The race restarted on lap 21. By lap 25, there were three lines battling for the lead. Kyle Busch rode a push from the top line to take the lead exiting Turn 2 on lap 28. Keselowski edged out Busch at the line to retake the lead on lap 34. Denny Hamlin made an unscheduled stop on lap 48 for a vibration. Teammates Daniel Suárez and Matt Kenseth attempted to pit with 3 to go, but did not make it onto pit road before the leader crossed the start/finish line for 2-to-go, at which point pit road is closed. As a result, they were issued pass-through penalties for "pitting too soon" (pitting when pit road is closed).

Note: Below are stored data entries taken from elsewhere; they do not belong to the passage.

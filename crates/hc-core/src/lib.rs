//! Core types for homecore
//!
//! This crate provides the fundamental types shared by every other crate:
//! sensor readings, device state identifiers, the event envelope and the
//! payloads published on the event bus.

mod context;
mod device;
mod event;
mod reading;

pub use context::Context;
pub use device::DeviceStateType;
pub use event::{Event, EventData, EventType};
pub use reading::{now_ms, Reading, SensorCategory, UnknownCategory};

/// Standard events published on the bus
pub mod events {
    use super::*;
    use serde::{Deserialize, Serialize};

    /// Event name for processed, valid sensor readings
    pub const SENSOR_READING: &str = "sensor.reading";

    /// Event name for committed device state transitions
    pub const DEVICE_STATE_CHANGED: &str = "device.state_changed";

    /// Event name for alerts raised by automation rules
    pub const ALERT: &str = "alert";

    /// Data for SENSOR_READING events
    #[derive(Debug, Clone, PartialEq, Serialize, Deserialize)]
    pub struct SensorEvent {
        pub name: String,
        /// Category display name, e.g. `"Temperature"`
        pub category: String,
        pub value: f64,
        pub timestamp_ms: u64,
    }

    impl SensorEvent {
        /// Derive the event from a processed reading
        pub fn from_reading(reading: &Reading) -> Self {
            Self {
                name: reading.source_name.clone(),
                category: reading.category.to_string(),
                value: reading.processed_value,
                timestamp_ms: reading.timestamp_ms,
            }
        }
    }

    impl EventData for SensorEvent {
        fn event_type() -> &'static str {
            SENSOR_READING
        }
    }

    /// Data for DEVICE_STATE_CHANGED events
    #[derive(Debug, Clone, PartialEq, Eq, Serialize, Deserialize)]
    pub struct DeviceEvent {
        pub device_id: String,
        /// Name of the trigger that caused the transition
        pub action: String,
        pub previous_state: String,
        pub new_state: String,
    }

    impl EventData for DeviceEvent {
        fn event_type() -> &'static str {
            DEVICE_STATE_CHANGED
        }
    }

    /// Alert severity
    #[derive(Debug, Clone, Copy, PartialEq, Eq, PartialOrd, Ord, Hash, Serialize, Deserialize)]
    #[serde(into = "u8", try_from = "u8")]
    pub enum AlertSeverity {
        Low = 1,
        Medium = 2,
        High = 3,
    }

    impl AlertSeverity {
        /// Map a rule's alert level to a severity; 0 means "no alert"
        pub fn from_level(level: u8) -> Option<Self> {
            match level {
                1 => Some(AlertSeverity::Low),
                2 => Some(AlertSeverity::Medium),
                3 => Some(AlertSeverity::High),
                _ => None,
            }
        }

        pub fn level(self) -> u8 {
            self as u8
        }
    }

    impl From<AlertSeverity> for u8 {
        fn from(severity: AlertSeverity) -> Self {
            severity.level()
        }
    }

    impl TryFrom<u8> for AlertSeverity {
        type Error = String;

        fn try_from(level: u8) -> Result<Self, Self::Error> {
            Self::from_level(level).ok_or_else(|| format!("invalid alert severity: {level}"))
        }
    }

    /// Data for ALERT events
    #[derive(Debug, Clone, PartialEq, Eq, Serialize, Deserialize)]
    pub struct AlertEvent {
        pub source: String,
        pub message: String,
        pub severity: AlertSeverity,
    }

    impl EventData for AlertEvent {
        fn event_type() -> &'static str {
            ALERT
        }
    }
}
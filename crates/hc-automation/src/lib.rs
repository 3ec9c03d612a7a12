//! Rule-based automation
//!
//! An [`AutomationEngine`] holds an append-only list of threshold [`Rule`]s.
//! Each `sensor.reading` event is checked against the rules of its category;
//! a triggered rule runs its device action through the shared
//! `DeviceController` and may raise an `alert` event.

mod engine;
mod error;
mod rule;

pub use engine::AutomationEngine;
pub use error::{AutomationError, AutomationResult};
pub use rule::{rules_from_config, Rule, RuleAction};
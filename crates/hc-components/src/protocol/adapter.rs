//! Topic and payload adaptation over another protocol

use hc_core::now_ms;
use serde_json::{json, Value};
use tracing::{debug, info};

use super::{MessageCallback, Protocol};

/// Prefixes topics and wraps payloads in a timestamped envelope
///
/// `send("DHT22_Temp", p)` becomes `send("<prefix>/DHT22_Temp",
/// {"timestamp": <ms>, "data": p})` on the wrapped protocol.
pub struct ProtocolAdapter {
    inner: Box<dyn Protocol>,
    topic_prefix: String,
}

impl ProtocolAdapter {
    pub fn new(inner: Box<dyn Protocol>, topic_prefix: impl Into<String>) -> Self {
        Self {
            inner,
            topic_prefix: topic_prefix.into(),
        }
    }

    pub fn set_topic_prefix(&mut self, prefix: impl Into<String>) {
        self.topic_prefix = prefix.into();
    }

    pub fn inner(&self) -> &dyn Protocol {
        self.inner.as_ref()
    }

    pub fn inner_mut(&mut self) -> &mut dyn Protocol {
        self.inner.as_mut()
    }

    pub fn format_topic(&self, topic: &str) -> String {
        if self.topic_prefix.is_empty() {
            topic.to_string()
        } else {
            format!("{}/{}", self.topic_prefix, topic)
        }
    }

    /// Wrap a payload; non-JSON payloads are embedded as strings
    pub fn wrap_payload(&self, payload: &str) -> String {
        let data = serde_json::from_str::<Value>(payload)
            .unwrap_or_else(|_| Value::String(payload.to_string()));
        json!({ "timestamp": now_ms(), "data": data }).to_string()
    }
}

impl Protocol for ProtocolAdapter {
    fn connect(&mut self) -> bool {
        info!("ProtocolAdapter connecting via {}", self.inner.name());
        self.inner.connect()
    }

    fn disconnect(&mut self) {
        self.inner.disconnect();
    }

    fn is_connected(&self) -> bool {
        self.inner.is_connected()
    }

    fn send(&mut self, topic: &str, payload: &str) -> bool {
        let topic = self.format_topic(topic);
        let payload = self.wrap_payload(payload);
        debug!("Adapted SEND [{}]", topic);
        self.inner.send(&topic, &payload)
    }

    fn receive(&mut self, topic: &str) -> Option<String> {
        let topic = self.format_topic(topic);
        self.inner.receive(&topic)
    }

    fn set_message_callback(&mut self, callback: MessageCallback) {
        self.inner.set_message_callback(callback);
    }

    fn name(&self) -> String {
        format!("Adapted({})", self.inner.name())
    }
}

Keselowski won the first stage as the second caution flew for the end of the stage on lap 55. Ty Dillon opted not to pit and assumed the lead, but pitted the following lap and the lead cycled to Hamlin.

===Second stage===
The race restarted on lap 62. Hamlin received a real challenge for the lead on lap 79 from teammate Busch and lost it to him on lap 81. The third caution flew the following lap when Reed Sorenson suffered a right-front tire blowout and slammed the wall in the tri-oval. He could not continue and went on to finish 40th.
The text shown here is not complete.